▶ **Exercise description**: In the listing below, the lines from the first through the one with "repository ccae8e7f18620e2b" are to be copied word for word.

(Input data begins)

//! Route components.

pub mod admin;
pub mod auth;
pub mod cart;
pub mod checkout;
pub mod contact;
pub mod home;
pub mod legal;
pub mod orders;
pub mod product;
pub mod products;
pub mod wishlist;

use leptos::prelude::*;

/// Inline error block for a failed load.
#[component]
pub fn LoadError(#[prop(into)] message: String) -> impl IntoView {
    view! { <p class="load-error" role="alert">{message}</p> }
}

/// Shown by account pages to signed-out visitors.
#[component]
pub fn SignInPrompt(#[prop(into)] reason: String) -> impl IntoView {
    view! {
        <div class="sign-in-prompt">
            <p>{reason}</p>
            <a href="/login" class="btn">"Sign in"</a>
        </div>
    }
}
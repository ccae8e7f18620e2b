//! Product detail: gallery, variant picker, add to bag / buy now, reviews
//! and related products.

use super::home::ProductCarousel;
use super::LoadError;
use crate::api::{create_review, get_product_detail, ProductDetail};
use crate::state::{error_message, use_shop, Shop};
use leptos::prelude::*;
use leptos::task::spawn_local;
use leptos_meta::{Meta, Title};
use leptos_router::hooks::{use_navigate, use_params_map};
use maison_commerce::prelude::*;
use maison_commerce::review::MIN_REVIEW_BODY;
use maison_ui::components::RatingStars;

#[component]
pub fn ProductPage() -> impl IntoView {
    let params = use_params_map();
    let handle = move || params.with(|p| p.get("handle").unwrap_or_default());
    let detail = Resource::new(handle, get_product_detail);

    view! {
        <Suspense fallback=|| view! { <ProductDetailSkeleton/> }>
            {move || detail.get().map(|result| match result {
                Ok(Some(detail)) => view! { <ProductView detail=detail/> }.into_any(),
                Ok(None) => view! {
                    <Title text="Product not found"/>
                    <div class="not-found">
                        <p>"This product is no longer available."</p>
                        <a href="/products" class="btn">"Back to products"</a>
                    </div>
                }.into_any(),
                Err(e) => view! { <LoadError message=error_message(&e)/> }.into_any(),
            })}
        </Suspense>
    }
}

#[component]
fn ProductView(detail: ProductDetail) -> impl IntoView {
    let shop = use_shop();
    let navigate = use_navigate();
    let ProductDetail {
        product,
        related,
        reviews,
        summary,
    } = detail;

    let size = RwSignal::new(None::<String>);
    let color = RwSignal::new((product.colors.len() == 1).then(|| product.colors[0].clone()));
    let quantity = RwSignal::new(1u32);
    let image = RwSignal::new(0usize);
    let product = StoredValue::new(product);

    let build_line = move || {
        product.with_value(|p| CartLine::from_product(p, size.get_untracked(), color.get_untracked(), quantity.get_untracked()))
    };
    let add = move |_| match build_line() {
        Ok(line) => shop.add_to_bag(line),
        Err(e) => shop.toasts.error(e.to_string()),
    };
    let buy_now = move |_| match build_line() {
        Ok(line) => {
            if shop.start_buy_now(line) {
                navigate("/checkout?mode=buy-now", Default::default());
            }
        }
        Err(e) => shop.toasts.error(e.to_string()),
    };

    let p = product.get_value();
    let wishlisted = {
        let id = p.id.clone();
        move || shop.store.with(|s| s.wishlist.contains(&id))
    };
    let images = StoredValue::new(p.images.clone());
    let main_image = move || {
        images.with_value(|imgs| imgs.get(image.get()).map(|i| (i.url.clone(), i.alt.clone().unwrap_or_default())))
    };
    let description = p.description.clone();
    let price = p.price.display();
    let compare_at = p.compare_at_price.filter(|_| p.is_on_sale()).map(|m| m.display());
    let discount = p.discount_percent();

    view! {
        <Title text=p.title.clone()/>
        <Meta name="description" content=description.chars().take(160).collect::<String>()/>
        <article class="product-detail">
            <div class="gallery">
                {move || main_image().map(|(src, alt)| view! { <img class="gallery-main" src=src alt=alt/> })}
                <div class="gallery-thumbs">
                    {images.get_value().into_iter().enumerate().map(|(i, img)| view! {
                        <button
                            class="thumb"
                            class:active=move || image.get() == i
                            on:click=move |_| image.set(i)
                        >
                            <img src=img.url alt="" loading="lazy"/>
                        </button>
                    }).collect_view()}
                </div>
            </div>

            <div class="product-info">
                <h1>{p.title.clone()}</h1>
                {p.average_rating.map(|r| view! { <RatingStars rating=r count=summary.count/> })}
                <p class="price">
                    <span>{price}</span>
                    {compare_at.map(|c| view! { <s class="compare-at">{c}</s> })}
                    {discount.map(|d| view! { <span class="badge-sale">{format!("{d}% off")}</span> })}
                </p>

                <OptionPicker label="Size" options=p.sizes.clone() selected=size/>
                <OptionPicker label="Colour" options=p.colors.clone() selected=color/>

                <div class="quantity">
                    <button on:click=move |_| quantity.update(|q| *q = q.saturating_sub(1).max(1))>"\u{2212}"</button>
                    <span>{quantity}</span>
                    <button on:click=move |_| quantity.update(|q| *q = (*q + 1).min(MAX_LINE_QUANTITY))>"+"</button>
                </div>

                {if p.available {
                    view! {
                        <div class="buy-actions">
                            <button class="btn" on:click=add>"Add to bag"</button>
                            <button class="btn-outline" on:click=buy_now>"Buy now"</button>
                        </div>
                    }.into_any()
                } else {
                    view! { <p class="sold-out">"Sold out"</p> }.into_any()
                }}
                <button
                    class="wishlist-toggle"
                    class:active=wishlisted.clone()
                    on:click=move |_| shop.toggle_wishlist(product.get_value())
                >
                    {move || if wishlisted() { "\u{2665} Saved" } else { "\u{2661} Save to wishlist" }}
                </button>

                <div class="description">{description}</div>
            </div>
        </article>

        <Reviews product_id=p.id.clone() initial=reviews summary=summary shop=shop/>

        {(!related.is_empty()).then(|| view! {
            <section class="related">
                <h2>"You may also like"</h2>
                <ProductCarousel products=related label="Related products"/>
            </section>
        })}
    }
}

#[component]
fn OptionPicker(
    #[prop(into)] label: String,
    options: Vec<String>,
    selected: RwSignal<Option<String>>,
) -> impl IntoView {
    (!options.is_empty()).then(|| {
        view! {
            <fieldset class="option-picker">
                <legend>{label}</legend>
                {options.into_iter().map(|option| {
                    let value = option.clone();
                    let is_selected = move || selected.with(|s| s.as_deref() == Some(value.as_str()));
                    let pick = option.clone();
                    view! {
                        <button
                            class="option"
                            class:selected=is_selected
                            on:click=move |_| selected.set(Some(pick.clone()))
                        >
                            {option}
                        </button>
                    }
                }).collect_view()}
            </fieldset>
        }
    })
}

#[component]
fn Reviews(product_id: ProductId, initial: Vec<Review>, summary: ReviewSummary, shop: Shop) -> impl IntoView {
    let reviews = RwSignal::new(initial);
    let summary = RwSignal::new(summary);
    let signed_in = move || shop.store.with(|s| s.auth.is_authenticated());

    let on_created = Callback::new(move |review: Review| {
        reviews.update(|r| r.insert(0, review));
        summary.set(reviews.with_untracked(|r| ReviewSummary::from_reviews(r)));
    });

    view! {
        <section class="reviews">
            <h2>"Reviews"</h2>
            {move || summary.with(|s| {
                if s.count == 0 {
                    return view! { <p>"No reviews yet."</p> }.into_any();
                }
                view! {
                    <div class="review-summary">
                        <RatingStars rating=s.rounded_average() count=s.count/>
                        <ul class="histogram">
                            {(1..=5u8).rev().map(|stars| {
                                let percent = s.percent(stars);
                                view! {
                                    <li>
                                        <span>{format!("{stars}\u{2605}")}</span>
                                        <span class="bar"><span style=format!("width: {percent}%")></span></span>
                                        <span>{format!("{percent}%")}</span>
                                    </li>
                                }
                            }).collect_view()}
                        </ul>
                    </div>
                }.into_any()
            })}

            <Show
                when=signed_in
                fallback=|| view! { <p><a href="/login">"Sign in"</a>" to write a review."</p> }
            >
                <ReviewForm product_id=product_id.clone() on_created=on_created shop=shop/>
            </Show>

            <For
                each=move || reviews.get()
                key=|r| r.id.clone()
                let:review
            >
                <article class="review">
                    <RatingStars rating=f32::from(review.rating)/>
                    {review.title.clone().map(|t| view! { <h3>{t}</h3> })}
                    <p>{review.body.clone()}</p>
                    <footer>
                        <span>{review.author_name.clone()}</span>
                        {review.verified_purchase.then(|| view! { <span class="verified">"Verified purchase"</span> })}
                        <time>{review.created_at.format("%d %b %Y").to_string()}</time>
                    </footer>
                </article>
            </For>
        </section>
    }
}

#[component]
fn ReviewForm(product_id: ProductId, on_created: Callback<Review>, shop: Shop) -> impl IntoView {
    let rating = RwSignal::new(5u8);
    let title = RwSignal::new(String::new());
    let body = RwSignal::new(String::new());
    let pending = RwSignal::new(false);
    let product_id = StoredValue::new(product_id);

    let submit = move |ev: leptos::ev::SubmitEvent| {
        ev.prevent_default();
        let review = NewReview {
            product_id: product_id.get_value(),
            rating: rating.get_untracked(),
            title: Some(title.get_untracked()).filter(|t| !t.trim().is_empty()),
            body: body.get_untracked(),
        };
        if let Err(errors) = review.validate() {
            for e in errors {
                shop.toasts.error(e.to_string());
            }
            return;
        }
        pending.set(true);
        spawn_local(async move {
            match create_review(review).await {
                Ok(created) => {
                    title.set(String::new());
                    body.set(String::new());
                    on_created.run(created);
                    shop.toasts.success("Thanks for your review");
                }
                Err(e) => shop.toasts.error(error_message(&e)),
            }
            pending.set(false);
        });
    };

    view! {
        <form class="review-form" on:submit=submit>
            <label>
                "Rating"
                <select on:change=move |ev| {
                    if let Ok(r) = event_target_value(&ev).parse() {
                        rating.set(r);
                    }
                }>
                    {(1..=5u8).rev().map(|r| view! {
                        <option value=r.to_string() selected=move || rating.get() == r>{format!("{r} stars")}</option>
                    }).collect_view()}
                </select>
            </label>
            <label>
                "Title"
                <input
                    type="text"
                    maxlength="120"
                    prop:value=title
                    on:input=move |ev| title.set(event_target_value(&ev))
                />
            </label>
            <label>
                "Review"
                <textarea
                    minlength=MIN_REVIEW_BODY.to_string()
                    prop:value=body
                    on:input=move |ev| body.set(event_target_value(&ev))
                ></textarea>
            </label>
            <button class="btn" type="submit" disabled=pending>
                {move || if pending.get() { "Posting..." } else { "Post review" }}
            </button>
        </form>
    }
}

#[component]
fn ProductDetailSkeleton() -> impl IntoView {
    view! {
        <div class="product-detail" aria-hidden="true">
            <div class="skeleton" style="aspect-ratio: 3 / 4; border-radius: 8px;"></div>
            <div>
                <div class="skeleton" style="width: 60%; height: 2rem; margin-bottom: 1rem;"></div>
                <div class="skeleton" style="width: 30%; height: 2rem; margin-bottom: 2rem;"></div>
                <div class="skeleton" style="width: 100%; height: 4rem; margin-bottom: 1rem;"></div>
                <div class="skeleton" style="width: 150px; height: 3rem;"></div>
            </div>
        </div>
    }
}
//! Saved products.

use super::SignInPrompt;
use crate::state::use_shop;
use leptos::prelude::*;
use leptos_meta::Title;
use maison_commerce::prelude::*;

#[component]
pub fn WishlistPage() -> impl IntoView {
    let shop = use_shop();
    let signed_in = move || shop.store.with(|s| s.auth.is_authenticated());
    let items = move || shop.store.with(|s| s.wishlist.items());

    view! {
        <Title text="Wishlist"/>
        <h1>"Wishlist"</h1>
        <Show
            when=signed_in
            fallback=|| view! { <SignInPrompt reason="Sign in to see the pieces you've saved."/> }
        >
            <Show
                when=move || !items().is_empty()
                fallback=|| view! {
                    <div class="empty-state">
                        <p>"Nothing saved yet. Tap the heart on any product to keep it here."</p>
                        <a href="/products" class="btn">"Browse products"</a>
                    </div>
                }
            >
                <div class="products">
                    <For each=items key=|item| item.product_id.clone() let:item>
                        <WishlistCard item=item/>
                    </For>
                </div>
            </Show>
        </Show>
    }
}

#[component]
fn WishlistCard(item: WishlistItem) -> impl IntoView {
    let shop = use_shop();
    let href = format!("/products/{}", item.handle);
    let product_id = item.product_id.clone();

    view! {
        <div class="product-card">
            <a href=href.clone()>
                {item.image.map(|src| view! { <img src=src alt=item.title.clone() loading="lazy"/> })}
            </a>
            <div class="product-card-info">
                <a href=href.clone()><h3>{item.title.clone()}</h3></a>
                <p class="price">{item.price.display()}</p>
                <div class="card-actions">
                    <a href=href class="btn">"Choose size"</a>
                    <button class="link" on:click=move |_| shop.remove_from_wishlist(product_id.clone())>
                        "Remove"
                    </button>
                </div>
            </div>
        </div>
    }
}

(Input data ends)

▶ **Response**:
//! Route components.

pub mod admin;
pub mod auth;
pub mod cart;
pub mod checkout;
pub mod contact;
pub mod home;
pub mod legal;
pub mod orders;
pub mod product;
pub mod products;
pub mod wishlist;

use leptos::prelude::*;

/// Inline error block for a failed load.
#[component]
pub fn LoadError(#[prop(into)] message: String) -> impl IntoView {
    view! { <p class="load-error" role="alert">{message}</p> }
}

/// Shown by account pages to signed-out visitors.
#[component]
pub fn SignInPrompt(#[prop(into)] reason: String) -> impl IntoView {
    view! {
        <div class="sign-in-prompt">
            <p>{reason}</p>
            <a href="/login" class="btn">"Sign in"</a>
        </div>
    }
}
repository ccae8e7f18620e2b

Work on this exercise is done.